##### DATA RECORDS

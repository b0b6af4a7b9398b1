use clap::Command;
use clap::arg;
use anyhow::Result;
use anyhow::Context;
use dotted_version_compare::VersionComparator;
use std::io::Write;

pub fn args() -> Command {
    Command::new("cmp")
        .about("Compare two versions")
        .long_about("Print -1, 0 or 1 when the first version is less than, equal to, or greater than the second. An empty version is less than any other")
        .arg(arg!(<left> "first version"))
        .arg(arg!(<right> "second version"))
}

pub fn main(matches: &clap::ArgMatches) -> Result<()> {
    let left = matches.get_one::<String>("left").context("version expected")?;
    let right = matches.get_one::<String>("right").context("version expected")?;

    let mut stdout = std::io::stdout().lock();
    write_compare(left, right, &mut stdout)
}

pub fn write_compare<W: Write>(left: &str, right: &str, out: &mut W) -> Result<()> {
    tracing::trace!(left, right, "compare");
    let result = VersionComparator::new()
        .compare_i32(Some(left), Some(right))
        .with_context(|| format!("cannot compare {left:?} and {right:?}"))?;
    writeln!(out, "{result}")?;
    Ok(())
}

#[cfg(test)]
mod test {

    use super::*;

    fn run(left: &str, right: &str) -> Result<String> {
        let mut out = Vec::new();
        write_compare(left, right, &mut out)?;
        Ok(String::from_utf8(out)?)
    }

    #[test]
    fn prints_three_way_result() {
        assert_eq!(run("0.0.2", "0.0.10").unwrap(), "-1\n");
        assert_eq!(run("0.0.1", "0.0.1-SNAPSHOT").unwrap(), "0\n");
        assert_eq!(run("0.0.2-20151014", "0.0.1-20151015").unwrap(), "1\n");
    }

    #[test]
    fn empty_is_absent() {
        assert_eq!(run("", "").unwrap(), "0\n");
        assert_eq!(run(" ", "x").unwrap(), "-1\n");
        assert_eq!(run("x", "").unwrap(), "1\n");
    }

    #[test]
    fn too_many_runs_is_an_error() {
        let bad = (0..=dotted_version_compare::MAX_NUMERIC_RUNS).map(|i| i.to_string()).collect::<Vec<_>>().join("-");
        let err = run(&bad, &bad).unwrap_err();
        assert!(format!("{err:#}").contains("invalid version format"));
    }
}
use clap::Command;
use anyhow::Result;

mod cmp;
mod sort;

pub use sort::{read_versions, write_sorted, SortOptions};
pub use cmp::write_compare;

pub fn get_cli() -> Command {
    build_cli(
        Command::new("vsort")
            .version(env!("CARGO_PKG_VERSION"))
            .about("vsort : sort and compare dotted version strings")
            .subcommand_required(true)
    )
}

pub fn build_cli(cmd: clap::Command) -> clap::Command {
    cmd.subcommand(sort::args())
       .subcommand(cmp::args())
}

pub fn main_cli(matches: &clap::ArgMatches) -> Result<()> {

    match matches.subcommand() {

        Some(("sort", matches)) => {
            return sort::main(matches);
        }

        Some(("cmp", matches)) => {
            return cmp::main(matches);
        }

        _ =>  {
            anyhow::bail!("no subcmd");
        }
    }
}

#[cfg(test)]
mod test {

    use super::*;

    #[test]
    fn cli_is_valid() {
        get_cli().debug_assert();
    }

    #[test]
    fn parses_sort_flags() {
        let matches = get_cli().get_matches_from(["vsort", "sort", "--descending", "--dedup", "1.0", "0.9"]);
        let (name, sub) = matches.subcommand().unwrap();
        assert_eq!(name, "sort");

        let opts = SortOptions::from_matches(sub);
        assert!(opts.descending);
        assert!(opts.dedup);
        assert!(!opts.skip_invalid);

        let versions = sub.get_many::<String>("versions").unwrap().collect::<Vec<_>>();
        assert_eq!(versions, ["1.0", "0.9"]);
    }

    #[test]
    fn last_order_flag_wins() {
        let matches = get_cli().get_matches_from(["vsort", "sort", "--descending", "--ascending"]);
        let (_, sub) = matches.subcommand().unwrap();
        assert!(!SortOptions::from_matches(sub).descending);
    }

    #[test]
    fn subcommand_required() {
        assert!(get_cli().try_get_matches_from(["vsort"]).is_err());
    }
}
use clap::Command;
use clap::arg;
use anyhow::Result;
use anyhow::Context;
use std::io::BufRead;
use std::io::Write;
use version::Version;

pub fn args() -> Command {
    Command::new("sort")
        .about("Sort versions")
        .long_about("Take a list of versions, sort and print them one per line. Versions are read from stdin, one per line, when none are given. \
Blank stdin lines are skipped, while an empty or blank argument is kept as the absent version and sorts first")
        .arg(arg!([versions]... "Versions to sort"))
        .arg(arg!(--dedup "Print only the first of versions that compare equal"))
        .arg(arg!(--"skip-invalid" "Skip invalid versions"))
        .arg(arg!(--ascending "output in ascending order (default)")
            .overrides_with("descending")
        )
        .arg(arg!(--descending "output in descending order")
            .overrides_with("ascending")
        )
}

#[derive(Debug, Default, Clone)]
pub struct SortOptions {
    pub descending: bool,
    pub dedup: bool,
    pub skip_invalid: bool,
}

impl SortOptions {
    pub fn from_matches(matches: &clap::ArgMatches) -> Self {
        Self {
            descending: matches.get_flag("descending"),
            dedup: matches.get_flag("dedup"),
            skip_invalid: matches.get_flag("skip-invalid"),
        }
    }
}

pub fn main(matches: &clap::ArgMatches) -> Result<()> {

    let opts = SortOptions::from_matches(matches);

    let versions = match matches.get_many::<String>("versions") {
        Some(versions) => versions.cloned().collect::<Vec<_>>(),
        None => {
            tracing::trace!("no versions given, reading stdin");
            read_versions(std::io::stdin().lock())?
        }
    };

    let mut stdout = std::io::stdout().lock();
    write_sorted(&versions, &opts, &mut stdout)
}

/// Read one version per line, blank lines are skipped
///
/// Arguments are not filtered this way, a blank argument is the absent version.
pub fn read_versions<R: BufRead>(read: R) -> Result<Vec<String>> {
    let mut versions = Vec::new();
    for line in read.lines() {
        let line = line.context("failed to read versions")?;
        if dotted_version_compare::simplify(Some(line.as_str())).is_none() {
            continue;
        }
        versions.push(line);
    }
    tracing::debug!(count = versions.len(), "read versions");
    Ok(versions)
}

pub fn write_sorted<W: Write>(versions: &[String], opts: &SortOptions, out: &mut W) -> Result<()> {

    let mut err = 0;
    let mut sorted = Vec::with_capacity(versions.len());

    for v in versions {
        match Version::parse(v) {
            Ok(v) => sorted.push(v),
            Err(e) if opts.skip_invalid => {
                tracing::warn!("skipping invalid version: {e}");
            }
            Err(e) => {
                eprintln!("error: {e}");
                err += 1;
            }
        }
    }
    if err > 0 {
        anyhow::bail!("{err} invalid version string(s)");
    }

    sorted.sort();

    if opts.dedup {
        let before = sorted.len();
        sorted.dedup();
        tracing::trace!("dedup removed {} versions", before - sorted.len());
    }

    if opts.descending {
        sorted.reverse();
    }

    for v in sorted {
        writeln!(out, "{}", v).context("failed to write version")?;
    }

    Ok(())
}

#[cfg(test)]
mod test {

    use super::*;

    fn run(versions: &[&str], opts: &SortOptions) -> Result<Vec<String>> {
        let versions = versions.iter().map(|s| s.to_string()).collect::<Vec<_>>();
        let mut out = Vec::new();
        write_sorted(&versions, opts, &mut out)?;
        let out = String::from_utf8(out)?;
        Ok(out.lines().map(String::from).collect())
    }

    fn too_many_runs() -> String {
        (0..=dotted_version_compare::MAX_NUMERIC_RUNS).map(|i| i.to_string()).collect::<Vec<_>>().join("-")
    }

    #[test]
    fn ascending_by_default() {
        let out = run(&["1.0.1", "0.0.10", "0.0.2", "1"], &SortOptions::default()).unwrap();
        assert_eq!(out, ["0.0.2", "0.0.10", "1", "1.0.1"]);
    }

    #[test]
    fn descending() {
        let opts = SortOptions { descending: true, ..Default::default() };
        let out = run(&["0.1.0", "0.1.0.0", "0.0.5"], &opts).unwrap();
        assert_eq!(out, ["0.1.0.0", "0.1.0", "0.0.5"]);
    }

    #[test]
    fn dedup_keeps_first() {
        let opts = SortOptions { dedup: true, ..Default::default() };
        let out = run(&["0.0.1-SNAPSHOT", "0.0.2", "0.0.1"], &opts).unwrap();
        assert_eq!(out, ["0.0.1-SNAPSHOT", "0.0.2"]);
    }

    #[test]
    fn invalid_fails() {
        let bad = too_many_runs();
        assert!(run(&["1.0", bad.as_str()], &SortOptions::default()).is_err());
    }

    #[test]
    fn invalid_skipped() {
        let bad = too_many_runs();
        let opts = SortOptions { skip_invalid: true, ..Default::default() };
        let out = run(&["1.0", bad.as_str(), "0.9"], &opts).unwrap();
        assert_eq!(out, ["0.9", "1.0"]);
    }

    #[test]
    fn reads_lines() {
        let input = "1.0\n\n   \n0.9-SNAPSHOT\r\n2\n";
        let versions = read_versions(input.as_bytes()).unwrap();
        assert_eq!(versions, ["1.0", "0.9-SNAPSHOT", "2"]);
    }

    #[test]
    fn blank_stdin_lines_skipped_blank_args_kept() {
        let versions = read_versions("1.0\n \u{1}\n\n0.9\n".as_bytes()).unwrap();
        assert_eq!(versions, ["1.0", "0.9"]);

        let out = run(&["1.0", " ", "0.9"], &SortOptions::default()).unwrap();
        assert_eq!(out, [" ", "0.9", "1.0"]);
    }

    #[test]
    fn help_states_blank_handling() {
        let help = args().get_long_about().map(|s| s.to_string()).unwrap_or_default();
        assert!(help.contains("Blank stdin lines are skipped"));
    }

    #[test]
    fn resorting_is_a_no_op() {
        let once = run(&["2.0", ".0.1", "0.1-2015.1", "0.1.1", "10"], &SortOptions::default()).unwrap();
        let strs = once.iter().map(String::as_str).collect::<Vec<_>>();
        let twice = run(&strs, &SortOptions::default()).unwrap();
        assert_eq!(once, twice);
    }
}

##########

▸ **WHAT YOU SHOULD DO**
Determine how many lines in the listing above contain the word "Self". Provide that figure only.

▸ **EXERCISE SOLUTION**
2